Despite the hype, HaH programs and technologies aren’t perfect:
There are many point solutions to facilitate HaH care, but these point solutions are not integrated. Therefore, the health tech used in home care is quite fragmented (as is the rest of U.S. healthcare, so this really shouldn’t surprise you).
Health tech is inherently confusing for first-time users. When the first-time user is an acutely-ill patient, health tech becomes ineffective. So, the challenge for health tech companies is making their technology intuitive to use by minimizing friction: a 95-year-old should easily understand how to answer a telehealth call from their physician.
HaH programs assume the patient has reliable internet access at all times no matter the location, providers can easily commute to the patient’s home (which is easier in urban areas as opposed to rural areas), and a caregiver is available to care for the patient when assistance isn’t there. Such assumptions may not always be valid. Therefore, HaH programs may perpetuate health inequities.

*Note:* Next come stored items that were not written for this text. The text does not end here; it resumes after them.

//! The settings registry.
//!
//! # Responsibilities
//! - Own every registered [`Setting`] in registration order
//! - Validate writes against the declared type before storing
//! - Expose typed reads and a diagnostic listing
//!
//! # Design Decisions
//! - Registration is fail-fast: a duplicate name is an error
//! - Writes take `&mut self`; once bound the registry is shared as
//!   `Arc<Settings>` and only read from then on
//! - A rejected write leaves the previous binding untouched

use std::collections::HashMap;
use std::path::Path;

use crate::config::error::{SettingsError, SettingsResult};
use crate::config::setting::{Setting, SettingValue};

/// Registry of typed settings.
#[derive(Debug, Clone, Default)]
pub struct Settings {
    entries: Vec<Setting>,
    index: HashMap<String, usize>,
}

impl Settings {
    /// Create an empty registry.
    pub fn new() -> Self {
        Self::default()
    }

    /// Register a setting. Fails if the name is taken or the declared
    /// default does not match the declared type.
    pub fn register(&mut self, setting: Setting) -> SettingsResult<()> {
        if self.index.contains_key(setting.name()) {
            return Err(SettingsError::Duplicate(setting.name().to_string()));
        }
        if let Some(default) = setting.default_value() {
            if !setting.kind().accepts(default) {
                return Err(SettingsError::Type {
                    name: setting.name().to_string(),
                    expected: setting.kind(),
                    actual: format!("default {}", default),
                });
            }
        }
        self.index.insert(setting.name().to_string(), self.entries.len());
        self.entries.push(setting);
        Ok(())
    }

    fn entry(&self, name: &str) -> SettingsResult<&Setting> {
        self.index
            .get(name)
            .map(|&i| &self.entries[i])
            .ok_or_else(|| SettingsError::Unknown(name.to_string()))
    }

    /// Look up a setting definition.
    pub fn get(&self, name: &str) -> SettingsResult<&Setting> {
        self.entry(name)
    }

    /// Current value: the bound value, else the default.
    pub fn get_value(&self, name: &str) -> SettingsResult<Option<&SettingValue>> {
        self.entry(name)?.current()
    }

    /// Declared default, ignoring any bound value.
    pub fn get_default(&self, name: &str) -> SettingsResult<Option<&SettingValue>> {
        Ok(self.entry(name)?.default_value())
    }

    /// Validate and store a value.
    pub fn set_value(&mut self, name: &str, value: impl Into<SettingValue>) -> SettingsResult<()> {
        let i = *self
            .index
            .get(name)
            .ok_or_else(|| SettingsError::Unknown(name.to_string()))?;
        self.entries[i].bind(value.into())?;
        tracing::trace!(setting = name, "Setting updated");
        Ok(())
    }

    /// True if the setting was explicitly bound.
    pub fn is_set(&self, name: &str) -> SettingsResult<bool> {
        Ok(self.entry(name)?.is_set())
    }

    pub fn get_bool(&self, name: &str) -> SettingsResult<bool> {
        let value = self.get_value(name)?;
        Ok(value.and_then(SettingValue::as_bool).unwrap_or(false))
    }

    pub fn get_string(&self, name: &str) -> SettingsResult<Option<&str>> {
        Ok(self.get_value(name)?.and_then(SettingValue::as_str))
    }

    pub fn get_integer(&self, name: &str) -> SettingsResult<Option<i64>> {
        Ok(self.get_value(name)?.and_then(SettingValue::as_number).map(|n| n.as_i64()))
    }

    pub fn get_float(&self, name: &str) -> SettingsResult<Option<f64>> {
        Ok(self.get_value(name)?.and_then(SettingValue::as_number).map(|n| n.as_f64()))
    }

    pub fn get_list(&self, name: &str) -> SettingsResult<&[String]> {
        Ok(self.get_value(name)?.and_then(SettingValue::as_list).unwrap_or(&[]))
    }

    pub fn get_path(&self, name: &str) -> SettingsResult<Option<&Path>> {
        Ok(self.get_value(name)?.and_then(SettingValue::as_path))
    }

    /// Number of registered settings.
    pub fn len(&self) -> usize {
        self.entries.len()
    }

    pub fn is_empty(&self) -> bool {
        self.entries.is_empty()
    }

    /// Registered settings in registration order.
    pub fn iter(&self) -> std::slice::Iter<'_, Setting> {
        self.entries.iter()
    }

    /// One `name = value` line per setting, in registration order.
    ///
    /// The iterator is lazy and borrows the registry; call again to restart.
    pub fn format_settings(&self) -> FormatSettings<'_> {
        FormatSettings {
            inner: self.entries.iter(),
        }
    }
}

/// Lazy iterator returned by [`Settings::format_settings`].
#[derive(Clone)]
pub struct FormatSettings<'a> {
    inner: std::slice::Iter<'a, Setting>,
}

impl Iterator for FormatSettings<'_> {
    type Item = String;

    fn next(&mut self) -> Option<String> {
        self.inner.next().map(Setting::format_line)
    }

    fn size_hint(&self) -> (usize, Option<usize>) {
        self.inner.size_hint()
    }
}

impl ExactSizeIterator for FormatSettings<'_> {}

Lastly, there’s immense value in visiting a patient’s home to deliver care. At my institution, we’re required to do home visits during our clerkship in geriatrics. It was eye-opening. I saw a patient’s wall full of family photos, how they organized (or didn’t organize) their medications, what food they had in their pantry, and how hard it was to walk up four flights of stairs to get to their apartment. I talked to Dr. Daniel Arteaga about this. He frequently sees patients in their homes and learns so much about his patients, allowing him to better care for them than he would in the hospital setting.
In summary, HaH programs function to deliver acute-level care in the comfort of the patient’s home instead of the hospital. HaH became immensely popular throughout the pandemic thanks to reimbursement opportunities and the advent of robust health tech. The HaH movement will grow quickly from here as value-based reimbursement models become mainstream and health tech advances. I predict HaH care, especially in urban areas, will make up 25% of all hospitalizations by the end of the decade.